Pour le gouvernement sortant, la manoeuvre serait inconstitutionnelle car elle ferait sortir le texte de son cadre strictement fixé par la loi. Il s'appuie aussi sur un avis du Conseil d'Etat qui estime que l'indexation n'a pas sa place dans cette loi, qui doit uniquement reconduire les impôts existants. Par ailleurs, derrière la querelle constitutionnelle se joue un bras de fer politique : si les parlementaires adoptent l'amendement, aucun parti ne pourrait être tenté par le risque de saisir le Conseil constitutionnel sur une mesure par essence très populaire.
Un budget début 2025
Après l’adoption de la loi spéciale, viendra l’heure pour le nouveau gouvernement Bayrou de proposer une nouvelle loi de finances pour 2025. À la fois pour la Sécurité sociale, mais aussi pour l’État. Deux solutions vont s’offrir au Premier ministre : reprendre un budget sur la base de celui de Michel Barnier, en espérant construire une majorité plus large pour éviter la censure, ou bien proposer de nouveaux compromis pour satisfaire l’opposition, au risque de se diriger vers un budget «vidé» des objectifs prioritaires avancés par le camp présidentiel, à savoir : réduire le déficit public, qui pourrait dépasser les 6% du PIB en 2024.

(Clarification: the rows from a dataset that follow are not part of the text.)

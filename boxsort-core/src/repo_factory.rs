use crate::config::OpenParams;
use crate::error::Result;
use crate::repo::BoxRepo;
use crate::repo_fs::FsBoxRepo;
use crate::repo_mem::MemBoxRepo;

pub enum Backend {
    Fs,
    Memory,
}

pub fn open_repo(backend: Backend, p: &OpenParams) -> Result<Box<dyn BoxRepo>> {
    match backend {
        Backend::Fs => Ok(Box::new(FsBoxRepo::open(p.paths())?)),
        Backend::Memory => Ok(Box::new(MemBoxRepo::new())),
    }
}
use std::io::Cursor;

use image::{DynamicImage, GrayImage, ImageFormat, Luma};
use qrcode::QrCode;
use qrcode::render::unicode;
use tracing::warn;
use uuid::Uuid;

use crate::domain::StorageBox;
use crate::error::{BoxSortError, Result};
use crate::link::{HOST, SCHEME, UUID_PARAM};

const MODULE_PX: u32 = 8;
const PLACEHOLDER_PX: u32 = 64;

pub fn deep_link_for(id: &Uuid) -> String {
    format!("{SCHEME}://{HOST}?{UUID_PARAM}={id}")
}

/// `boxsort://box?uuid=<id>` for `b`.
pub fn encode_deep_link(b: &StorageBox) -> String {
    deep_link_for(&b.id)
}

/// PNG of `payload` as a QR code at the default error-correction level (M).
/// Same payload, same bytes.
pub fn try_render_qr_png(payload: &str) -> Result<Vec<u8>> {
    let code = QrCode::new(payload.as_bytes())
        .map_err(|e| BoxSortError::Format(format!("qr encode: {e}")))?;
    let img = code
        .render::<Luma<u8>>()
        .module_dimensions(MODULE_PX, MODULE_PX)
        .quiet_zone(true)
        .build();
    png_bytes(img)
}

/// Like [`try_render_qr_png`], but a payload that cannot be encoded yields a
/// placeholder glyph instead of an error.
pub fn render_qr_png(payload: &str) -> Vec<u8> {
    match try_render_qr_png(payload) {
        Ok(png) => png,
        Err(e) => {
            warn!(error = %e, len = payload.len(), "qr unavailable, using placeholder");
            placeholder_png()
        }
    }
}

/// Terminal rendering using half-block characters.
pub fn render_qr_text(payload: &str) -> Option<String> {
    let code = QrCode::new(payload.as_bytes()).ok()?;
    Some(
        code.render::<unicode::Dense1x2>()
            .dark_color(unicode::Dense1x2::Light)
            .light_color(unicode::Dense1x2::Dark)
            .build(),
    )
}

/// Framed cross, clearly not a scannable code.
pub fn placeholder_png() -> Vec<u8> {
    let n = PLACEHOLDER_PX;
    let img = GrayImage::from_fn(n, n, |x, y| {
        let border = x < 4 || y < 4 || x >= n - 4 || y >= n - 4;
        let diagonal = x.abs_diff(y) < 3 || x.abs_diff(n - 1 - y) < 3;
        if border || diagonal {
            Luma([0u8])
        } else {
            Luma([255u8])
        }
    });
    png_bytes(img).unwrap_or_else(|e| {
        warn!(error = %e, "placeholder encode failed");
        Vec::new()
    })
}

fn png_bytes(img: GrayImage) -> Result<Vec<u8>> {
    let mut out = Vec::new();
    DynamicImage::ImageLuma8(img)
        .write_to(&mut Cursor::new(&mut out), ImageFormat::Png)
        .map_err(|e| BoxSortError::Format(format!("png encode: {e}")))?;
    Ok(out)
}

L’option du 49.3 demeure sur la table, même si de nombreux députés ont d’ores et déjà prévenu que les mêmes causes entraîneront les mêmes conséquences : la censure. Pourtant, cette disposition pourrait s’avérer indispensable pour le Premier ministre, au regard d’une Assemblée morcelée et sans majorité, où il faudrait qu'au moins six groupes valident le projet - ou a minima s'abstiennent - pour faire passer un budget d'un commun accord. Or, il faut donner des gages à tout le monde, ce qui réduit en outre la possibilité de faire des économies pour combler le déficit.
Le contenu du budget devrait enfin avoir une importance capitale. S’il penche à gauche, la droite ne le votera pas, s'il penche à droite la gauche ne le votera pas et les députés auront du mal à endosser leur vote, qui marque leur positionnement dans l'opposition ou la majorité. En somme : la crise politique pourrait bien se prolonger en 2025 et le nouveau Premier ministre n’est pas assuré d’être le même qu’au printemps, en attendant le mois de juillet, où seule une nouvelle dissolution de l’Assemblée nationale pourrait débloquer la situation, et rebattre les cartes.